Die Kryptowährung hat in den vergangenen Sessions starke Abwärtsbewegungen erlebt und ist von ihren mehrmonatigen Höchstständen auf ein Niveau gefallen, das zuletzt vor mehr als einem Jahr erreicht wurde. Dieser Rückgang fiel zeitlich mit Liquidationen, institutionellen Abflüssen und einer insgesamt risikoscheuen Stimmung an den Finanzmärkten zusammen, was die Befürchtung nährt, dass Bitcoin sich in einer tieferen Korrektur befindet und es sich nicht nur um eine vorübergehende Verschnaufpause handelt. Während Bitcoin die 60.000 US-Dollar-Marke verteidigt, wird die Reaktion des Marktes wahrscheinlich den Ton für die kommenden Wochen angeben.
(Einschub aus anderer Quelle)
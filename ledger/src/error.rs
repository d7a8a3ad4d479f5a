//! Ledger error types

use chrono::{DateTime, Utc};
use credit_core::StoreError;
use economics::PolicyError;
use std::time::Duration;
use thiserror::Error;

/// Engine errors
///
/// Validation failures (funds, ownership, cooldowns) are raised before any
/// mutation and are always safe to retry once the condition changes.
#[derive(Error, Debug, Clone, PartialEq)]
pub enum LedgerError {
    #[error("Invalid amount: {0}")]
    InvalidAmount(String),

    #[error("Account not found: {0}")]
    AccountNotFound(String),

    #[error("Content not found: {0}")]
    ContentNotFound(String),

    #[error("Insufficient funds: have {available}, need {required}")]
    InsufficientFunds { available: u64, required: u64 },

    #[error("Guest credits exhausted: have {available}, need {required}. Create an account to keep chatting")]
    GuestCreditsExhausted { available: u64, required: u64 },

    #[error("Creators cannot purchase their own content")]
    SelfPurchaseForbidden,

    #[error("Content already unlocked: {0}")]
    AlreadyUnlocked(String),

    #[error("Withdrawal cooldown active: {}s remaining", remaining.as_secs())]
    CooldownActive {
        remaining: Duration,
        ready_at: DateTime<Utc>,
    },

    #[error("Reward cooldown active: {}s remaining", remaining.as_secs())]
    RewardCooldown { remaining: Duration },

    #[error("Invalid content: {0}")]
    InvalidContent(String),

    #[error("Invalid plan: {0}")]
    InvalidPlan(String),

    #[error("Store write failed: {0}")]
    StoreWriteFailed(String),

    #[error("Store call timed out after {0:?}")]
    StoreTimeout(Duration),

    #[error("Payment provider call failed: {0}")]
    ProviderCallFailed(String),

    #[error(transparent)]
    Policy(#[from] PolicyError),
}

impl LedgerError {
    /// Credits missing for the rejected charge
    pub fn shortfall(&self) -> Option<u64> {
        match self {
            LedgerError::InsufficientFunds {
                available,
                required,
            }
            | LedgerError::GuestCreditsExhausted {
                available,
                required,
            } => Some(required.saturating_sub(*available)),
            _ => None,
        }
    }

    pub fn cooldown(ready_at: DateTime<Utc>, now: DateTime<Utc>) -> Self {
        LedgerError::CooldownActive {
            remaining: (ready_at - now).to_std().unwrap_or_default(),
            ready_at,
        }
    }
}

impl From<StoreError> for LedgerError {
    fn from(e: StoreError) -> Self {
        match e {
            StoreError::AccountNotFound(id) => LedgerError::AccountNotFound(id),
            StoreError::ContentNotFound(id) => LedgerError::ContentNotFound(id),
            StoreError::InsufficientFunds {
                available,
                required,
            } => LedgerError::InsufficientFunds {
                available,
                required,
            },
            StoreError::AlreadyUnlocked(id) => LedgerError::AlreadyUnlocked(id),
            StoreError::CooldownActive { ready_at } => LedgerError::cooldown(ready_at, Utc::now()),
            StoreError::Overflow(id) => {
                LedgerError::InvalidAmount(format!("balance overflow for {}", id))
            }
            StoreError::Unavailable(msg)
            | StoreError::Backend(msg)
            | StoreError::Serialization(msg) => LedgerError::StoreWriteFailed(msg),
        }
    }
}

pub type Result<T> = std::result::Result<T, LedgerError>;
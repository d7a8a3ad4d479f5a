//! API Error Handling

use axum::{
    http::StatusCode,
    response::{IntoResponse, Response},
    Json,
};
use credit_ledger::LedgerError;
use serde_json::json;
use thiserror::Error;

pub type ApiResult<T> = Result<T, ApiError>;

#[derive(Error, Debug)]
pub enum ApiError {
    #[error(transparent)]
    Ledger(#[from] LedgerError),

    #[error("Unauthorized: {0}")]
    Unauthorized(String),

    #[error("Bad request: {0}")]
    BadRequest(String),

    #[error("Not found: {0}")]
    NotFound(String),

    #[error("Internal error: {0}")]
    Internal(String),
}

impl ApiError {
    fn parts(&self) -> (StatusCode, &'static str) {
        match self {
            ApiError::Ledger(e) => ledger_parts(e),
            ApiError::Unauthorized(_) => (StatusCode::UNAUTHORIZED, "unauthorized"),
            ApiError::BadRequest(_) => (StatusCode::BAD_REQUEST, "bad_request"),
            ApiError::NotFound(_) => (StatusCode::NOT_FOUND, "not_found"),
            ApiError::Internal(_) => (StatusCode::INTERNAL_SERVER_ERROR, "internal_error"),
        }
    }
}

fn ledger_parts(e: &LedgerError) -> (StatusCode, &'static str) {
    match e {
        LedgerError::InvalidAmount(_) => (StatusCode::BAD_REQUEST, "invalid_amount"),
        LedgerError::InvalidContent(_) => (StatusCode::BAD_REQUEST, "invalid_content"),
        LedgerError::InvalidPlan(_) => (StatusCode::BAD_REQUEST, "invalid_plan"),
        LedgerError::Policy(_) => (StatusCode::BAD_REQUEST, "invalid_policy"),
        LedgerError::AccountNotFound(_) => (StatusCode::NOT_FOUND, "account_not_found"),
        LedgerError::ContentNotFound(_) => (StatusCode::NOT_FOUND, "content_not_found"),
        LedgerError::InsufficientFunds { .. } => {
            (StatusCode::PAYMENT_REQUIRED, "insufficient_funds")
        }
        LedgerError::GuestCreditsExhausted { .. } => {
            (StatusCode::PAYMENT_REQUIRED, "guest_credits_exhausted")
        }
        LedgerError::SelfPurchaseForbidden => (StatusCode::FORBIDDEN, "self_purchase_forbidden"),
        LedgerError::AlreadyUnlocked(_) => (StatusCode::CONFLICT, "already_unlocked"),
        LedgerError::CooldownActive { .. } => (StatusCode::TOO_MANY_REQUESTS, "cooldown_active"),
        LedgerError::RewardCooldown { .. } => (StatusCode::TOO_MANY_REQUESTS, "reward_cooldown"),
        LedgerError::StoreWriteFailed(_) => (StatusCode::SERVICE_UNAVAILABLE, "store_write_failed"),
        LedgerError::StoreTimeout(_) => (StatusCode::GATEWAY_TIMEOUT, "store_timeout"),
        LedgerError::ProviderCallFailed(_) => (StatusCode::BAD_GATEWAY, "provider_call_failed"),
    }
}

impl IntoResponse for ApiError {
    fn into_response(self) -> Response {
        let (status, error_type) = self.parts();
        if status.is_server_error() {
            tracing::error!("{} {}: {}", status.as_u16(), error_type, self);
        }

        let mut body = json!({
            "error": error_type,
            "message": self.to_string(),
        });
        if let ApiError::Ledger(e) = &self {
            if let Some(shortfall) = e.shortfall() {
                body["shortfall"] = json!(shortfall);
            }
            if let LedgerError::CooldownActive { remaining, .. }
            | LedgerError::RewardCooldown { remaining } = e
            {
                body["retry_after_secs"] = json!(remaining.as_secs());
            }
        }

        (status, Json(body)).into_response()
    }
}

#[cfg(test)]
mod tests {
    use super::*;

    #[test]
    fn test_funds_errors_are_payment_required() {
        let err = ApiError::from(LedgerError::InsufficientFunds {
            available: 10,
            required: 25,
        });
        assert_eq!(err.parts(), (StatusCode::PAYMENT_REQUIRED, "insufficient_funds"));
    }

    #[test]
    fn test_store_failures_are_server_errors() {
        let err = ApiError::from(LedgerError::StoreWriteFailed("down".to_string()));
        assert!(err.parts().0.is_server_error());
    }
}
Bitcoin erreicht Schlüsselbereiche und Volatilität steigt

Bitcoin fiel zeitweise unter 60.000 US-Dollar und erreichte damit die niedrigsten Kursstände seit September 2024. Händler schlossen gehebelte Positionen, was den Preisrückgang beschleunigte. Liquidationen in Höhe von mehr als einer Milliarde US-Dollar auf den Derivatemärkten verstärkten den Abverkauf zusätzlich und drängten den Kurs unter wichtige technische Unterstützungen.

Anschließend erholte sich der Kurs auf etwa 64.000 bis 65.000 US-Dollar, jedoch erscheint diese Erholung fragil. Bitcoin liegt weiterhin deutlich unter den jüngsten Hochs und hängt nahe einem kritischen Unterstützungsbereich, der von langfristigen Investoren und technischen Analysten historisch als Boden betrachtet wird.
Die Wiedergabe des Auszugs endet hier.